## Source material:
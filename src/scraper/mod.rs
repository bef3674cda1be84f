//! Novel sources and scraping. Source trait, service selection, shared client, and the NeoSekai adapter.

mod client;
mod error;

pub mod neosekai;
pub mod parse;

pub use client::{FetchClient, FetchClientBuilder};
pub use error::ScraperError;

use crate::model::{ChapterContent, NovelInfo, NovelSummary};

/// Strip known site suffix from the end of a page title (e.g. " - NeoSekai Translations")
/// so that titles containing " - " or " | " in the actual title are preserved.
pub fn strip_title_site_suffix(s: &str, suffixes: &[&str]) -> String {
    let mut t = s.trim();
    for suffix in suffixes {
        if t.ends_with(suffix) {
            t = t[..t.len() - suffix.len()].trim();
            break;
        }
    }
    t.to_string()
}

/// Supported novel service. Used for dispatch from the CLI `service` argument.
#[derive(Debug, Clone, Copy, PartialEq, Eq)]
pub enum Service {
    NeoSekai,
}

impl Service {
    pub fn name(self) -> &'static str {
        match self {
            Service::NeoSekai => "neosekai",
        }
    }
}

/// Resolve a service name as typed on the command line. Case-insensitive.
pub fn parse_service(s: &str) -> Result<Service, String> {
    match s.trim().to_lowercase().as_str() {
        "neosekai" | "ns" => Ok(Service::NeoSekai),
        _ => Err(format!("Invalid service: '{}'. Supported: neosekai.", s)),
    }
}

/// Capability interface for a novel service.
///
/// Lookups return `Ok(None)` when the service has no such novel or chapter; `Err` is
/// reserved for transport failures and non-404 HTTP errors.
pub trait NovelSource {
    /// Catalog of novels, in the service's listing order.
    fn get_novel_list(&mut self) -> Result<Vec<NovelSummary>, ScraperError>;

    /// Metadata and chapter list for the novel identified by `novel_path`.
    fn get_novel_info(&mut self, novel_path: &str) -> Result<Option<NovelInfo>, ScraperError>;

    /// Paragraphs of one chapter.
    fn get_chapter_content(
        &mut self,
        novel_path: &str,
        chapter_id: &str,
    ) -> Result<Option<ChapterContent>, ScraperError>;
}

/// Build the source for `service`. `base_url` overrides the service's default origin.
pub fn open_source<'a>(
    service: Service,
    client: &'a FetchClient,
    base_url: Option<&str>,
) -> Result<Box<dyn NovelSource + 'a>, ScraperError> {
    match service {
        Service::NeoSekai => {
            let adapter = match base_url {
                Some(base) => neosekai::NeoSekaiScraper::with_base_url(client, base)?,
                None => neosekai::NeoSekaiScraper::new(client),
            };
            Ok(Box::new(adapter))
        }
    }
}

/// Ensure an identifier is usable as exactly one URL path segment.
pub(crate) fn validate_segment(kind: &'static str, value: &str) -> Result<(), ScraperError> {
    let v = value.trim();
    let bad = v.is_empty()
        || v == "."
        || v == ".."
        || v.contains(['/', '\\', '?', '#'])
        || v.chars().any(char::is_whitespace);
    if bad {
        return Err(ScraperError::InvalidIdentifier {
            kind,
            value: value.to_string(),
        });
    }
    Ok(())
}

## Problem details:
Throughout the records, the word "ChapterContent" shows up on certain lines. Report how many lines, with only the number.

## Response area:
2